* _REQUIRED ACTION_
Search the entries below for the string "daily" and give the number of lines that hold it, nothing else.

Stored data entries
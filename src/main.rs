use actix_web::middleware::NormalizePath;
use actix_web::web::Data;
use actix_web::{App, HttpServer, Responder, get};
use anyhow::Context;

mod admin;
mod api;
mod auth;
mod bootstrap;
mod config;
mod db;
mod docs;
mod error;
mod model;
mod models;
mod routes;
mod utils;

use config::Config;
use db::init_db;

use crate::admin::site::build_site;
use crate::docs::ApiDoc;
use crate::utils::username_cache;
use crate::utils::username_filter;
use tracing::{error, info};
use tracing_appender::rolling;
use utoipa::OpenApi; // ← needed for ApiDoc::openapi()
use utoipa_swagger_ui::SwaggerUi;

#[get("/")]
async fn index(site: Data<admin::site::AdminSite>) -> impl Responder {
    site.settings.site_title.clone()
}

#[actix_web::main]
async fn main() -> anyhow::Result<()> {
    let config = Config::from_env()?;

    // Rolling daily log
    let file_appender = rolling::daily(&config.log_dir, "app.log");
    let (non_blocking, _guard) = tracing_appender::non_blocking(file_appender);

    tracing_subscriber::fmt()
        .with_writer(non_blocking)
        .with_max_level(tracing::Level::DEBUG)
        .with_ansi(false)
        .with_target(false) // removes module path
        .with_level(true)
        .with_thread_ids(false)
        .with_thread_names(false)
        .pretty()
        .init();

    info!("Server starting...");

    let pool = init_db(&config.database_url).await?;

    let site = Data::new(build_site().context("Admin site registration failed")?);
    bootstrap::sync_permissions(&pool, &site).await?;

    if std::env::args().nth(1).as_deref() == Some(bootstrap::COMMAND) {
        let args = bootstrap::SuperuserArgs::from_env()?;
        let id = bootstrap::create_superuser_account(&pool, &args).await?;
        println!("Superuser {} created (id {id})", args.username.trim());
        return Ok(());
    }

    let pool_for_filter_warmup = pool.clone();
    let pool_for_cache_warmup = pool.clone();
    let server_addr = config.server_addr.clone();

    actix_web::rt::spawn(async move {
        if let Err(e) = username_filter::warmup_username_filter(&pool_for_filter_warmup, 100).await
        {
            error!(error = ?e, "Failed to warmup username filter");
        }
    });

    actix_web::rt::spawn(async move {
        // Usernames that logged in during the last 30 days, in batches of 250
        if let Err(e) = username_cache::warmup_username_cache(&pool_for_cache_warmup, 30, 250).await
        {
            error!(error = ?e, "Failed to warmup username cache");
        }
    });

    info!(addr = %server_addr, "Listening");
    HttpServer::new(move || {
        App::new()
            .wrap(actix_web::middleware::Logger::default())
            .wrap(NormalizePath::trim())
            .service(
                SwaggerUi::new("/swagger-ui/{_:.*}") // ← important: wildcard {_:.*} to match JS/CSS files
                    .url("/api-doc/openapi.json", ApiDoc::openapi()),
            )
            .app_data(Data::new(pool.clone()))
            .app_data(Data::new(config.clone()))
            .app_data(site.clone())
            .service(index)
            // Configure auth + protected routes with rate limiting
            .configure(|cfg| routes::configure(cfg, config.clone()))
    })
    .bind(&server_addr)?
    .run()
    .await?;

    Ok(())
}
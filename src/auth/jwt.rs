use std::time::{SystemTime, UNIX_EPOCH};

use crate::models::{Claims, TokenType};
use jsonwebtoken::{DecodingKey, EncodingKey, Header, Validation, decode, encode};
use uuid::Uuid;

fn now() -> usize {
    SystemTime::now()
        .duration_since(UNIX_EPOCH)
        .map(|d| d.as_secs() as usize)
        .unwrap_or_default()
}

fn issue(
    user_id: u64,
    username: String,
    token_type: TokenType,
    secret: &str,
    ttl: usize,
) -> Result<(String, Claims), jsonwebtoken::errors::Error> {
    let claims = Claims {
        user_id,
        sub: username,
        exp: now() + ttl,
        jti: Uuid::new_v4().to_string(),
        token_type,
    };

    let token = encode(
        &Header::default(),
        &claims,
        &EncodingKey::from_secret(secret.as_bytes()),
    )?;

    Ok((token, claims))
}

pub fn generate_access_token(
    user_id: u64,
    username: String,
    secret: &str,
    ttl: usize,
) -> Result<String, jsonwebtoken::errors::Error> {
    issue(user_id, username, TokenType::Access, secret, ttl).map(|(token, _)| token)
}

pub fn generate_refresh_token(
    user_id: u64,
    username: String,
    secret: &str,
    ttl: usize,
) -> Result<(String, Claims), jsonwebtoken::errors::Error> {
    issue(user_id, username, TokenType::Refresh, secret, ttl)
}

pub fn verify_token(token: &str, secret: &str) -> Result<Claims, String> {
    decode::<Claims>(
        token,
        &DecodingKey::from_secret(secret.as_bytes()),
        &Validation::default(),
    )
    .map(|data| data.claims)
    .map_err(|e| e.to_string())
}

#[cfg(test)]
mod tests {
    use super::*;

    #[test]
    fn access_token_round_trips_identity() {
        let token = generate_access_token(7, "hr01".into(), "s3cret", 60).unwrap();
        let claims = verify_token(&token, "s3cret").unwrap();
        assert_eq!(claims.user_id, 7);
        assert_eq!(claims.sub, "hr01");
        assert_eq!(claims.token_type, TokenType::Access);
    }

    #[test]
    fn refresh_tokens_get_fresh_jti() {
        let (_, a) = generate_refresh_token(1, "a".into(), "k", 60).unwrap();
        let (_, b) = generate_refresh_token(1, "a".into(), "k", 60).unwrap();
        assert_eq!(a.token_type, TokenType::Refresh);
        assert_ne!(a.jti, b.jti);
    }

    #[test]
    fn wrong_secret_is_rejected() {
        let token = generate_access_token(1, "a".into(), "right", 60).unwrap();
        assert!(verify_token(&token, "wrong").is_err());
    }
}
...
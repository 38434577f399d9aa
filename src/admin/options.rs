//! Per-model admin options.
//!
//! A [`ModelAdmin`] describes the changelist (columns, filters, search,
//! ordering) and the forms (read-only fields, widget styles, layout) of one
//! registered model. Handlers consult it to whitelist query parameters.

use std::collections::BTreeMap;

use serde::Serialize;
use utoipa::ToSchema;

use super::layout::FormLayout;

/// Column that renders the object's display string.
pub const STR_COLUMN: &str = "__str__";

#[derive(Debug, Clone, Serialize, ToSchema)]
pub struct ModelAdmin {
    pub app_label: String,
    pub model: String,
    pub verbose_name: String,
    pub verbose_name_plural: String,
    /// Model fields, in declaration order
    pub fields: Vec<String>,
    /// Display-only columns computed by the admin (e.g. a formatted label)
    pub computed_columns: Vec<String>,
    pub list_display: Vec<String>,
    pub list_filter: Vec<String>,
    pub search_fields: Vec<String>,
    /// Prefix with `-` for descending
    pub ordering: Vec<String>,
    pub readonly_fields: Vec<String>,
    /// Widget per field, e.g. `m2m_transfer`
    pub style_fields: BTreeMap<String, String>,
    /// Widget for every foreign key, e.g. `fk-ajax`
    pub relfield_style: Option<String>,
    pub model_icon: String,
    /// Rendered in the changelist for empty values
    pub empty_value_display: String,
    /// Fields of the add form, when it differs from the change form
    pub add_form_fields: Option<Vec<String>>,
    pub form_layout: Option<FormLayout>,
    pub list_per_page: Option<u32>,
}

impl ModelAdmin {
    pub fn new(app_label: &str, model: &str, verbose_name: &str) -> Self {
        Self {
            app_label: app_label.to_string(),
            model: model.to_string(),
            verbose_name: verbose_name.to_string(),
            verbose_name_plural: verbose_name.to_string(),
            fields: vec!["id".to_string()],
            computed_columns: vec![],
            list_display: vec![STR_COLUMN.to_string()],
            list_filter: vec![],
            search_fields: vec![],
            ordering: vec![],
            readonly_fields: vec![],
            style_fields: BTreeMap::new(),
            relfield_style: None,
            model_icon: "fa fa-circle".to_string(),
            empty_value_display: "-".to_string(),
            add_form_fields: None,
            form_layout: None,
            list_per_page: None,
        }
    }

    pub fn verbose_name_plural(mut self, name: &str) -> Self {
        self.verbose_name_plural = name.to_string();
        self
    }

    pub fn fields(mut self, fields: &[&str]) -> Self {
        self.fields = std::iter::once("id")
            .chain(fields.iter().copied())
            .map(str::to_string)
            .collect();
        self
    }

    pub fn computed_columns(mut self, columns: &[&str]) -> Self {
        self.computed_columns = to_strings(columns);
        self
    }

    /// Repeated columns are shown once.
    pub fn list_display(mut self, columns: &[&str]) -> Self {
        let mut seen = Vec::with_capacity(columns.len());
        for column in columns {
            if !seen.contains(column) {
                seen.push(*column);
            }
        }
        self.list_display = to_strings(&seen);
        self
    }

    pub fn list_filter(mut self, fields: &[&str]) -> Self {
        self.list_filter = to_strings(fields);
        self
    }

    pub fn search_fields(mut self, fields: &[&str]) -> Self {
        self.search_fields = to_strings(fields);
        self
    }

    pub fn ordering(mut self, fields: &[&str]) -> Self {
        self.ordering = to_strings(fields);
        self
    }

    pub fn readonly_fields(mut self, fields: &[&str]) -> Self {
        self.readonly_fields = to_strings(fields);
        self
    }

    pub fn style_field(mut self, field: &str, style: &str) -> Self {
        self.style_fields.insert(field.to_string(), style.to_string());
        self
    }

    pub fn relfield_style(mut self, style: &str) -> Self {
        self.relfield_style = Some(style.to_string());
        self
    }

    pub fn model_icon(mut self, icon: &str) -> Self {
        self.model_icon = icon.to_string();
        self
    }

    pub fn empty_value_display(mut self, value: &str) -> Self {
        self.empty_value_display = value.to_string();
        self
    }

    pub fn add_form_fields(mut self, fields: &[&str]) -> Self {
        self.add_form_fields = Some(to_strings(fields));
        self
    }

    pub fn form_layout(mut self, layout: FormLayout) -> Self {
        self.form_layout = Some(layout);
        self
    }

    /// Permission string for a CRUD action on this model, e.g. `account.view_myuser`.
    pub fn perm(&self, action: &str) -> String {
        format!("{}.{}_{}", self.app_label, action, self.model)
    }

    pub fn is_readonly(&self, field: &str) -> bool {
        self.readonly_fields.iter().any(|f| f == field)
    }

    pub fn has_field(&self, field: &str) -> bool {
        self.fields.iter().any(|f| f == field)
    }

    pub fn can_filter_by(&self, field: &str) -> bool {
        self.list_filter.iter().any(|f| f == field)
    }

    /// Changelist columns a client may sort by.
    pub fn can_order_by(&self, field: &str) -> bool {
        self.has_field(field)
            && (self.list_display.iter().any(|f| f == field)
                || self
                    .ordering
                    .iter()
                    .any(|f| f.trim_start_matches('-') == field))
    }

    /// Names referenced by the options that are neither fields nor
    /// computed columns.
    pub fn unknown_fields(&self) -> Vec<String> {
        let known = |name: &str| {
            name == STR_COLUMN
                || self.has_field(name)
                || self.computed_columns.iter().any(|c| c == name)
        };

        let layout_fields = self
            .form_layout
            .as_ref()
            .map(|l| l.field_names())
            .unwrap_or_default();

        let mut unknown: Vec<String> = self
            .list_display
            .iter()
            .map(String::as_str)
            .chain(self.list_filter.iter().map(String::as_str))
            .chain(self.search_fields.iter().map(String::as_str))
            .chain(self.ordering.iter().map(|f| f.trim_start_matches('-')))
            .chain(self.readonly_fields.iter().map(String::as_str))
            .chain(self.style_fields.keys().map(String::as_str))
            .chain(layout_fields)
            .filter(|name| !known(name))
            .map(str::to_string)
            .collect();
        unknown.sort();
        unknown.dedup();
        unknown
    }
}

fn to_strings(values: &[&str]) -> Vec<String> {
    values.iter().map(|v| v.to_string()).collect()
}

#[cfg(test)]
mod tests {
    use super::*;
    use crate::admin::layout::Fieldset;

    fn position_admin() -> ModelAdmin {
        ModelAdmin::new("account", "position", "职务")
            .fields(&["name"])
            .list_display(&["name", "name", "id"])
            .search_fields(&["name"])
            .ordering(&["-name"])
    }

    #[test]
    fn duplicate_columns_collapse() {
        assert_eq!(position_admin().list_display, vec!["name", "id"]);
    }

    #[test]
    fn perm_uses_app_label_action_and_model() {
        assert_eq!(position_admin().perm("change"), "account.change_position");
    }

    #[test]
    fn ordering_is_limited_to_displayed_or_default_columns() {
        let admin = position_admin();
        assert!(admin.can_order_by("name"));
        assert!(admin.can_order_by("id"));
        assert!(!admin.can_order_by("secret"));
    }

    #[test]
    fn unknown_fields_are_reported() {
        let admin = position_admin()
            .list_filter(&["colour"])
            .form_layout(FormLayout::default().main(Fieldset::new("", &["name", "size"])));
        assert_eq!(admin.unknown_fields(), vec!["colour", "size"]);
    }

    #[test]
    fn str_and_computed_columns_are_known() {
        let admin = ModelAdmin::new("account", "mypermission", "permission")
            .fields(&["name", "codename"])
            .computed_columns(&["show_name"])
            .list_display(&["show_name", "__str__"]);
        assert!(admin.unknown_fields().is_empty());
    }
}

* _TASK RESPONSE_
2